# New CAT 297



## BOSS550 (Jan 19, 2007)

ANybody own one or get to run one yet?


----------



## Tractor Plower (Feb 1, 2007)

I havn't driven one yet, but had a good look at one at the Outdoor Farm Show. They are impressive machines! The asles guy was saying some are trading their D3 machines for the 297. It's got an awesome track unit that looks as though it has everything beat. Also, the track has been made much more maintainable by the owner, not just the dealership. (I thought that was quite the switch!)
I have to say the new C series is quite incredible! They've thought of everything. The cab has everyone beat, too!
-Miketymusic


----------



## BOSS550 (Jan 19, 2007)

I've spent a good bit of time in a 2004 Cat 277 with a tree shear mounted on it. The thing is incredible with what you can cut and lift.
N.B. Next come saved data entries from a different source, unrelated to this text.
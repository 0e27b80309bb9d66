use clap::Parser;
use ssaam_server::{app, store, Config};

async fn shutdown_signal() {
    if let Err(err) = tokio::signal::ctrl_c().await {
        log::error!("Failed to listen for shutdown signal: {}", err);
        std::future::pending::<()>().await;
    }
    log::info!("Received Ctrl+C, shutting down");
}

#[tokio::main]
async fn main() -> anyhow::Result<()> {
    dotenv::dotenv().ok();
    env_logger::init();

    let config = Config::parse();

    let store = store::connect(&config).await?;
    let app = app(store, config.rules());

    log::info!("Starting SSAAM Registration Server on http://{}", config.bind);
    axum::Server::bind(&config.bind)
        .serve(app.into_make_service())
        .with_graceful_shutdown(shutdown_signal())
        .await?;
    Ok(())
}
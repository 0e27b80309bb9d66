use std::sync::Arc;
use std::time::Duration;

use anyhow::Context;
use async_trait::async_trait;
use sqlx::postgres::PgPoolOptions;
use thiserror::Error;

use crate::config::{Config, StorageKind};
use crate::models::{
    EntryPatch, Registry, RegistryEntry, StudentPatch, StudentRecord, UserPatch, UserRecord,
};

pub mod memory;
pub mod postgres;

pub use memory::MemoryStore;
pub use postgres::PgStore;

/// Outcome of a storage call that did not succeed.
///
/// Engine specific error encodings stop at the adapters; everything above the
/// storage layer only sees these variants.
#[derive(Debug, Clone, PartialEq, Eq, Error)]
pub enum StoreError {
    #[error("record not found")]
    NotFound,
    /// A unique key would be duplicated. Which key is not reported.
    #[error("unique constraint violated")]
    UniqueViolation,
    /// The backend could not be reached in time.
    #[error("storage unavailable: {0}")]
    Unavailable(String),
    #[error("storage failure: {0}")]
    Backend(String),
}

pub type Result<T> = std::result::Result<T, StoreError>;

#[derive(Debug, Clone, Copy, PartialEq, Eq)]
pub struct StoreOptions {
    /// Reject a second student carrying an already registered RFID code.
    pub enforce_rfid_uniqueness: bool,
}

impl Default for StoreOptions {
    fn default() -> Self {
        Self {
            enforce_rfid_uniqueness: true,
        }
    }
}

/// The storage collaborator behind every route.
///
/// Targeted operations are keyed by the business key of each entity
/// (`student_id`, registry `code`, `username`). The `find_and_*` calls read,
/// merge and write as one atomic step.
#[async_trait]
pub trait Storage: Send + Sync {
    async fn insert_student(&self, record: StudentRecord) -> Result<StudentRecord>;
    async fn find_all_students(&self) -> Result<Vec<StudentRecord>>;
    async fn find_and_update_student(
        &self,
        student_id: &str,
        patch: &StudentPatch,
    ) -> Result<StudentRecord>;
    async fn find_and_delete_student(&self, student_id: &str) -> Result<StudentRecord>;

    async fn insert_entry(&self, registry: Registry, entry: RegistryEntry)
        -> Result<RegistryEntry>;
    async fn find_all_entries(&self, registry: Registry) -> Result<Vec<RegistryEntry>>;
    async fn find_and_update_entry(
        &self,
        registry: Registry,
        code: &str,
        patch: &EntryPatch,
    ) -> Result<RegistryEntry>;
    async fn find_and_delete_entry(&self, registry: Registry, code: &str)
        -> Result<RegistryEntry>;

    async fn insert_user(&self, user: UserRecord) -> Result<UserRecord>;
    async fn find_all_users(&self) -> Result<Vec<UserRecord>>;
    async fn find_and_update_user(&self, username: &str, patch: &UserPatch) -> Result<UserRecord>;
    async fn find_and_delete_user(&self, username: &str) -> Result<UserRecord>;
}

pub type SharedStore = Arc<dyn Storage>;

/// Opens the configured backend. Failing here is fatal to the process: the
/// server must not accept connections without working storage.
pub async fn connect(config: &Config) -> anyhow::Result<SharedStore> {
    let options = config.store_options();
    match config.storage {
        StorageKind::Memory => {
            log::warn!("Using in-memory storage, records are lost on shutdown");
            Ok(Arc::new(MemoryStore::new(options)))
        }
        StorageKind::Postgres => {
            let url = config.database_url()?;
            let pool = PgPoolOptions::new()
                .max_connections(config.max_connections)
                .acquire_timeout(Duration::from_secs(config.connect_timeout_secs))
                .connect(url)
                .await
                .context("Could not connect to the database")?;
            let store = PgStore::new(pool, options);
            store
                .prepare()
                .await
                .context("Could not prepare database tables")?;
            log::info!("Connected to PostgreSQL");
            Ok(Arc::new(store))
        }
    }
}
I have heard of folks that are using the 277 287 297 as dozers but no first hand accounts on anything on a 297. I know the specs only mean so much-- dirty work tells the real story quickly.


----------



## nickv13412 (Nov 9, 2006)

i ran a 277 and a 287 at the local CAT dealers demo, and the things were beasts. Comfortable, powerful, and unbelievably smooth while driving both with and without a load


----------